Kimber — October 23, 2021

I read your article in People magazine and was amazed and saddened at some of the similarities of our stories.

First, I am so sorry for the loss of your beautiful son, Johnny.  What an amazing kid it looks like he was.

We lost our son too, also at the age of 19 to suicide in January of 2020.  He had also been a heavy user of marijuana in  the last few months of his life but had stopped the last month of his life.  His anxiety came back with a vengeance when he stopped but at least he was himself again. When he was using marijuana, (his method of using was mostly blunts, not sure if he had tried dabbing or not) he was overly confident, disrespectful, risk taker that he had never been before.  He was normally very sensitive to the ways others were feeling and very kind.  In May of 2019, right before he was to graduate from high school, he had a serious depressive episode which led us to take him to the ER twice in a 7 day span for suicidal ideations.  We spent the summer getting him into therapy and he started on medications.  He did get better but then all of his friends went to college and we all decided it would be better for him to defer a year.  Unfortunately, the friends he had still in town were mostly focused on using marijuana and he went right along with it.
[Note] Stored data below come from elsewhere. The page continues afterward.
//! Mapping database failures onto the shared error kinds

use opendsc_core::Error;

/// Result alias for storage operations
pub type StorageResult<T> = Result<T, Error>;

/// Map a sqlx error onto the shared error kinds
///
/// Unique and foreign-key violations become conflicts so handlers can render
/// 409s without inspecting driver details; everything else is transient.
pub fn map_sqlx(context: &str, err: sqlx::Error) -> Error {
    match &err {
        sqlx::Error::RowNotFound => Error::NotFound(context.to_string()),
        sqlx::Error::Database(db) => {
            if db.is_unique_violation() {
                Error::Conflict(format!("{}: already exists", context))
            } else if db.is_foreign_key_violation() {
                Error::Conflict(format!("{}: referenced row is missing or in use", context))
            } else {
                Error::TransientIo(format!("{}: {}", context, db))
            }
        }
        _ => Error::TransientIo(format!("{}: {}", context, err)),
    }
}
impl SettingsLoader {
    /// Standard layering: bundled file, environment overlay, platform
    /// directory
    pub fn standard(environment: Option<&str>, overrides: CliOverrides) -> Self {
        let mut files = vec![PathBuf::from("appsettings.json")];
        if let Some(environment) = environment {
            files.push(PathBuf::from(format!("appsettings.{}.json", environment)));
        }
        files.push(paths::config_dir().join("appsettings.json"));
        Self { files, overrides }
    }

    /// Build and validate a settings snapshot
    ///
    /// All validation failures are returned together so each can be logged.
    pub fn load(&self) -> Result<LcmSettings, Vec<String>> {
        let mut builder = config::Config::builder();
        for file in &self.files {
            builder = builder.add_source(
                config::File::from(file.as_path())
                    .format(config::FileFormat::Json)
                    .required(false),
            );
        }
        builder = builder.add_source(
            config::Environment::with_prefix("LCM")
                .separator("__")
                .try_parsing(true),
        );

        let raw: RawRoot = builder
            .build()
            .and_then(|c| c.try_deserialize())
            .map_err(|e| vec![format!("cannot read configuration: {}", e)])?;

        self.validate(raw.into_lcm())
    }

    fn validate(&self, raw: RawLcm) -> Result<LcmSettings, Vec<String>> {
        let defaults = LcmSettings::default();
        let mut errors = Vec::new();

        let mode_raw = self
            .overrides
            .configuration_mode
            .clone()
            .or(raw.configuration_mode);
        let configuration_mode = match mode_raw.as_deref() {
            None => defaults.configuration_mode,
            Some(raw) => match raw.parse::<ConfigurationMode>() {
                Ok(mode) => mode,
                Err(e) => {
                    errors.push(e.to_string());
                    defaults.configuration_mode
                }
            },
        };

        let source_raw = self
            .overrides
            .configuration_source
            .clone()
            .or(raw.configuration_source);
        let configuration_source = match source_raw.as_deref() {
            None => defaults.configuration_source,
            Some(raw) => match raw.parse::<ConfigurationSource>() {
                Ok(source) => source,
                Err(e) => {
                    errors.push(e.to_string());
                    defaults.configuration_source
                }
            },
        };

        let configuration_path = self
            .overrides
            .configuration_path
            .clone()
            .or_else(|| raw.configuration_path.map(PathBuf::from))
            .unwrap_or_else(|| defaults.configuration_path.clone());

        let interval_raw = self
            .overrides
            .configuration_mode_interval
            .clone()
            .or(raw.configuration_mode_interval);
        let configuration_mode_interval = match interval_raw.as_deref() {
            None => defaults.configuration_mode_interval,
            Some(raw) => match parse_interval(raw) {
                Ok(interval) => interval,
                Err(e) => {
                    errors.push(e);
                    defaults.configuration_mode_interval
                }
            },
        };

        let pull_server = self.validate_pull_server(raw.pull_server, &mut errors);

        if configuration_source == ConfigurationSource::Pull && pull_server.is_none() {
            errors.push("ConfigurationSource is Pull but PullServer is not configured".to_string());
        }

        let settings = LcmSettings {
            configuration_mode,
            configuration_source,
            configuration_path,
            configuration_mode_interval,
            dsc_executable_path: raw.dsc_executable_path.map(PathBuf::from),
            log_level: raw.log_level.unwrap_or(defaults.log_level),
            pull_server,
        };

        if errors.is_empty() {
            Ok(settings)
        } else {
            Err(errors)
        }
    }

    fn validate_pull_server(
        &self,
        raw: Option<RawPullServer>,
        errors: &mut Vec<String>,
    ) -> Option<PullServerSettings> {
        let raw = raw?;
        let server_url = self.overrides.server_url.clone().or(raw.server_url);

        let server_url = match server_url {
            Some(url) if !url.is_empty() => url,
            _ => {
                errors.push("PullServer.ServerUrl is required".to_string());
                return None;
            }
        };

        let certificate_source = match raw.certificate_source.as_deref() {
            None | Some("Managed") => CertificateSource::Managed,
            Some("Platform") => CertificateSource::Platform,
            Some(other) => {
                errors.push(format!(
                    "invalid CertificateSource {:?} (expected Managed or Platform)",
                    other
                ));
                CertificateSource::Managed
            }
        };

        if certificate_source == CertificateSource::Platform && raw.certificate_path.is_none() {
            errors.push("CertificateSource Platform requires CertificatePath".to_string());
        }

        Some(PullServerSettings {
            server_url,
            registration_key: raw.registration_key.unwrap_or_default(),
            report_compliance: raw.report_compliance.unwrap_or(true),
            certificate_source,
            certificate_thumbprint: raw.certificate_thumbprint,
            certificate_path: raw.certificate_path.map(PathBuf::from),
            certificate_password: raw.certificate_password,
        })
    }
}
//! Retention endpoints

use axum::extract::State;
use axum::Json;
use serde::Deserialize;
use serde_json::json;

use crate::auth::identity::Operator;
use crate::auth::permissions::require_global;
use crate::error::ApiResult;
use crate::services::retention::{self, RetentionPolicy};
use crate::state::AppState;

#[derive(Debug, Deserialize)]
pub struct CleanupRequest {
    #[serde(rename = "keepVersions")]
    pub keep_versions: Option<usize>,
    #[serde(rename = "keepDays")]
    pub keep_days: Option<u32>,
    #[serde(rename = "dryRun", default = "default_dry_run")]
    pub dry_run: bool,
}

fn default_dry_run() -> bool {
    true
}

impl CleanupRequest {
    fn policy(&self, state: &AppState) -> RetentionPolicy {
        RetentionPolicy {
            keep_versions: self
                .keep_versions
                .unwrap_or(state.config.retention.keep_versions as usize),
            keep_days: self.keep_days.unwrap_or(state.config.retention.keep_days),
            dry_run: self.dry_run,
        }
    }
}

/// `POST /retention/configurations/cleanup`
pub async fn configurations_cleanup(
    State(state): State<AppState>,
    operator: Operator,
    Json(request): Json<CleanupRequest>,
) -> ApiResult<Json<serde_json::Value>> {
    require_global(&operator.claims, "retention.run")?;

    let report = retention::run_configuration_retention(&state, request.policy(&state)).await?;
    Ok(Json(json!({ "report": report })))
}

/// `POST /retention/parameters/cleanup`
pub async fn parameters_cleanup(
    State(state): State<AppState>,
    operator: Operator,
    Json(request): Json<CleanupRequest>,
) -> ApiResult<Json<serde_json::Value>> {
    require_global(&operator.claims, "retention.run")?;

    let report = retention::run_parameter_retention(&state, request.policy(&state)).await?;
    Ok(Json(json!({ "report": report })))
}
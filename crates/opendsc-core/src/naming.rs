//! Name and path validation shared by upload and bundle build

use once_cell::sync::Lazy;
use regex::Regex;

use crate::error::{Error, Result};

static NAME_RE: Lazy<Regex> = Lazy::new(|| Regex::new(r"^[A-Za-z0-9_.-]+$").unwrap());

/// Validate a configuration, composite, or scope value name
pub fn validate_name(name: &str) -> Result<()> {
    if NAME_RE.is_match(name) {
        Ok(())
    } else {
        Err(Error::Validation(format!(
            "invalid name {:?}: only letters, digits, '_', '.' and '-' are allowed",
            name
        )))
    }
}

/// Validate and normalize a relative bundle path
///
/// Backslashes are normalized to forward slashes. Absolute paths, empty
/// segments, `.` and `..` segments are rejected. Enforced at upload and
/// re-checked at bundle build.
pub fn normalize_relative_path(path: &str) -> Result<String> {
    let normalized = path.replace('\\', "/");

    if normalized.is_empty() {
        return Err(Error::Validation("empty path".into()));
    }
    if normalized.starts_with('/') || has_drive_prefix(&normalized) {
        return Err(Error::Validation(format!("absolute path not allowed: {:?}", path)));
    }
    for segment in normalized.split('/') {
        match segment {
            "" => return Err(Error::Validation(format!("empty path segment in {:?}", path))),
            "." | ".." => {
                return Err(Error::Validation(format!(
                    "path segment {:?} not allowed in {:?}",
                    segment, path
                )))
            }
            _ => {}
        }
    }
    Ok(normalized)
}

fn has_drive_prefix(path: &str) -> bool {
    let bytes = path.as_bytes();
    bytes.len() >= 2 && bytes[0].is_ascii_alphabetic() && bytes[1] == b':'
}

#[cfg(test)]
mod tests {
    use super::*;

    #[test]
    fn test_valid_names() {
        for name in ["WebServer", "db_01", "my.config", "a-b"] {
            assert!(validate_name(name).is_ok(), "{name} rejected");
        }
    }

    #[test]
    fn test_invalid_names() {
        for name in ["", "a b", "a/b", "a\\b", "näme", "a:b"] {
            assert!(validate_name(name).is_err(), "{name} accepted");
        }
    }

    #[test]
    fn test_normalize_backslashes() {
        assert_eq!(
            normalize_relative_path("lib\\util.yaml").unwrap(),
            "lib/util.yaml"
        );
    }

    #[test]
    fn test_rejects_traversal() {
        for path in ["../etc/passwd", "a/../b", "a/..", ".."] {
            assert!(normalize_relative_path(path).is_err(), "{path} accepted");
        }
    }

    #[test]
    fn test_rejects_absolute() {
        for path in ["/etc/passwd", "C:\\windows\\system32", "c:/x"] {
            assert!(normalize_relative_path(path).is_err(), "{path} accepted");
        }
    }

    #[test]
    fn test_rejects_empty_segments() {
        for path in ["a//b", "a/", "", "./a"] {
            assert!(normalize_relative_path(path).is_err(), "{path} accepted");
        }
    }

    #[test]
    fn test_plain_relative_path() {
        assert_eq!(
            normalize_relative_path("scripts/install.sh").unwrap(),
            "scripts/install.sh"
        );
    }
}
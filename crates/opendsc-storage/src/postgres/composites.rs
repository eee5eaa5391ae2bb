//! Composite configuration repository

use chrono::{DateTime, Utc};
use serde::Serialize;
use sqlx::PgPool;
use uuid::Uuid;

use opendsc_core::{Error, Result};

use crate::error::map_sqlx;

#[derive(Debug, Clone, Serialize, sqlx::FromRow)]
pub struct CompositeRow {
    pub id: Uuid,
    pub name: String,
    pub description: String,
    pub entry_point: String,
    pub created_at: DateTime<Utc>,
}

#[derive(Debug, Clone, Serialize, sqlx::FromRow)]
pub struct CompositeVersionRow {
    pub id: Uuid,
    pub composite_id: Uuid,
    pub version: String,
    pub is_draft: bool,
    pub is_archived: bool,
    pub created_at: DateTime<Utc>,
    pub created_by: String,
}

/// One child reference inside a composite version
#[derive(Debug, Clone, Serialize, sqlx::FromRow)]
pub struct CompositeItemRow {
    pub id: Uuid,
    pub composite_version_id: Uuid,
    pub child_configuration_id: Uuid,
    pub pinned_version: Option<String>,
    pub item_order: i32,
}

/// Input for one child when creating a composite version
#[derive(Debug, Clone)]
pub struct NewItem {
    pub child_configuration_id: Uuid,
    pub pinned_version: Option<String>,
    pub item_order: i32,
}

#[derive(Clone)]
pub struct CompositeRepo {
    pool: PgPool,
}

impl CompositeRepo {
    pub fn new(pool: PgPool) -> Self {
        Self { pool }
    }

    pub async fn create(&self, name: &str, description: &str, entry_point: &str) -> Result<CompositeRow> {
        sqlx::query_as::<_, CompositeRow>(
            r#"
            INSERT INTO composite_configurations (id, name, description, entry_point)
            VALUES ($1, $2, $3, $4)
            RETURNING id, name, description, entry_point, created_at
            "#,
        )
        .bind(Uuid::new_v4())
        .bind(name)
        .bind(description)
        .bind(entry_point)
        .fetch_one(&self.pool)
        .await
        .map_err(|e| map_sqlx(&format!("composite {}", name), e))
    }

    pub async fn get(&self, id: Uuid) -> Result<Option<CompositeRow>> {
        sqlx::query_as::<_, CompositeRow>(
            "SELECT id, name, description, entry_point, created_at
             FROM composite_configurations WHERE id = $1",
        )
        .bind(id)
        .fetch_optional(&self.pool)
        .await
        .map_err(|e| map_sqlx("composite", e))
    }

    pub async fn get_by_name(&self, name: &str) -> Result<Option<CompositeRow>> {
        sqlx::query_as::<_, CompositeRow>(
            "SELECT id, name, description, entry_point, created_at
             FROM composite_configurations WHERE name = $1",
        )
        .bind(name)
        .fetch_optional(&self.pool)
        .await
        .map_err(|e| map_sqlx("composite", e))
    }

    pub async fn list(&self) -> Result<Vec<CompositeRow>> {
        sqlx::query_as::<_, CompositeRow>(
            "SELECT id, name, description, entry_point, created_at
             FROM composite_configurations ORDER BY name",
        )
        .fetch_all(&self.pool)
        .await
        .map_err(|e| map_sqlx("composites", e))
    }

    pub async fn delete(&self, id: Uuid) -> Result<()> {
        let referenced: i64 = sqlx::query_scalar(
            "SELECT count(*) FROM node_configurations WHERE composite_id = $1",
        )
        .bind(id)
        .fetch_one(&self.pool)
        .await
        .map_err(|e| map_sqlx("composite references", e))?;
        if referenced > 0 {
            return Err(Error::Conflict("composite is assigned to a node".into()));
        }

        let result = sqlx::query("DELETE FROM composite_configurations WHERE id = $1")
            .bind(id)
            .execute(&self.pool)
            .await
            .map_err(|e| map_sqlx("composite", e))?;
        if result.rows_affected() == 0 {
            return Err(Error::NotFound("composite".into()));
        }
        Ok(())
    }

    /// Insert a composite version with its ordered items in one transaction
    pub async fn create_version(
        &self,
        composite_id: Uuid,
        version: &str,
        is_draft: bool,
        created_by: &str,
        items: &[NewItem],
    ) -> Result<CompositeVersionRow> {
        let mut tx = self.pool.begin().await.map_err(|e| map_sqlx("begin", e))?;

        let row = sqlx::query_as::<_, CompositeVersionRow>(
            r#"
            INSERT INTO composite_configuration_versions (id, composite_id, version, is_draft, created_by)
            VALUES ($1, $2, $3, $4, $5)
            RETURNING id, composite_id, version, is_draft, is_archived, created_at, created_by
            "#,
        )
        .bind(Uuid::new_v4())
        .bind(composite_id)
        .bind(version)
        .bind(is_draft)
        .bind(created_by)
        .fetch_one(&mut *tx)
        .await
        .map_err(|e| map_sqlx(&format!("composite version {}", version), e))?;

        for item in items {
            sqlx::query(
                r#"
                INSERT INTO composite_configuration_items
                    (id, composite_version_id, child_configuration_id, pinned_version, item_order)
                VALUES ($1, $2, $3, $4, $5)
                "#,
            )
            .bind(Uuid::new_v4())
            .bind(row.id)
            .bind(item.child_configuration_id)
            .bind(&item.pinned_version)
            .bind(item.item_order)
            .execute(&mut *tx)
            .await
            .map_err(|e| map_sqlx("composite item", e))?;
        }

        tx.commit().await.map_err(|e| map_sqlx("commit", e))?;
        Ok(row)
    }

    pub async fn get_version(
        &self,
        composite_id: Uuid,
        version: &str,
    ) -> Result<Option<CompositeVersionRow>> {
        sqlx::query_as::<_, CompositeVersionRow>(
            "SELECT id, composite_id, version, is_draft, is_archived, created_at, created_by
             FROM composite_configuration_versions
             WHERE composite_id = $1 AND version = $2",
        )
        .bind(composite_id)
        .bind(version)
        .fetch_optional(&self.pool)
        .await
        .map_err(|e| map_sqlx("composite version", e))
    }

    pub async fn list_versions(&self, composite_id: Uuid) -> Result<Vec<CompositeVersionRow>> {
        sqlx::query_as::<_, CompositeVersionRow>(
            "SELECT id, composite_id, version, is_draft, is_archived, created_at, created_by
             FROM composite_configuration_versions
             WHERE composite_id = $1 ORDER BY created_at",
        )
        .bind(composite_id)
        .fetch_all(&self.pool)
        .await
        .map_err(|e| map_sqlx("composite versions", e))
    }

    pub async fn publish_version(&self, composite_id: Uuid, version: &str) -> Result<CompositeVersionRow> {
        let existing = self
            .get_version(composite_id, version)
            .await?
            .ok_or_else(|| Error::NotFound(format!("composite version {}", version)))?;
        if existing.is_archived {
            return Err(Error::Archived(format!("composite version {} is archived", version)));
        }
        if !existing.is_draft {
            return Err(Error::Conflict(format!(
                "composite version {} is already published",
                version
            )));
        }

        sqlx::query_as::<_, CompositeVersionRow>(
            r#"
            UPDATE composite_configuration_versions SET is_draft = FALSE
            WHERE id = $1
            RETURNING id, composite_id, version, is_draft, is_archived, created_at, created_by
            "#,
        )
        .bind(existing.id)
        .fetch_one(&self.pool)
        .await
        .map_err(|e| map_sqlx("publish composite", e))
    }

    pub async fn items_for_version(&self, composite_version_id: Uuid) -> Result<Vec<CompositeItemRow>> {
        sqlx::query_as::<_, CompositeItemRow>(
            "SELECT id, composite_version_id, child_configuration_id, pinned_version, item_order
             FROM composite_configuration_items
             WHERE composite_version_id = $1 ORDER BY item_order",
        )
        .bind(composite_version_id)
        .fetch_all(&self.pool)
        .await
        .map_err(|e| map_sqlx("composite items", e))
    }

    /// All items of every composite version; feeds the in-use computation
    pub async fn list_all_items(&self) -> Result<Vec<CompositeItemRow>> {
        sqlx::query_as::<_, CompositeItemRow>(
            "SELECT id, composite_version_id, child_configuration_id, pinned_version, item_order
             FROM composite_configuration_items ORDER BY composite_version_id, item_order",
        )
        .fetch_all(&self.pool)
        .await
        .map_err(|e| map_sqlx("composite items", e))
    }
}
I know he had tried marijuana in high school but I don’t believe was heavy user, but I still wonder if that had maybe triggered his major depressive episode along with being uncertain and anxious about the next steps in his life.  He had been an athlete his whole life with basketball and soccer and when that ended along with high school, he seemed to have lost his identity.

Like you, on that last day of his life, I hadn’t spoken with him.  He had been anxious that week as several things had happened to make him feel worthless, but we had the wheels in motion to try a new therapist and look into other options.  If I thought he was suicidal that day, I would’ve been there in a second.  He didn’t reach out like he had the previous year when he felt that way.  The hope was completely gone.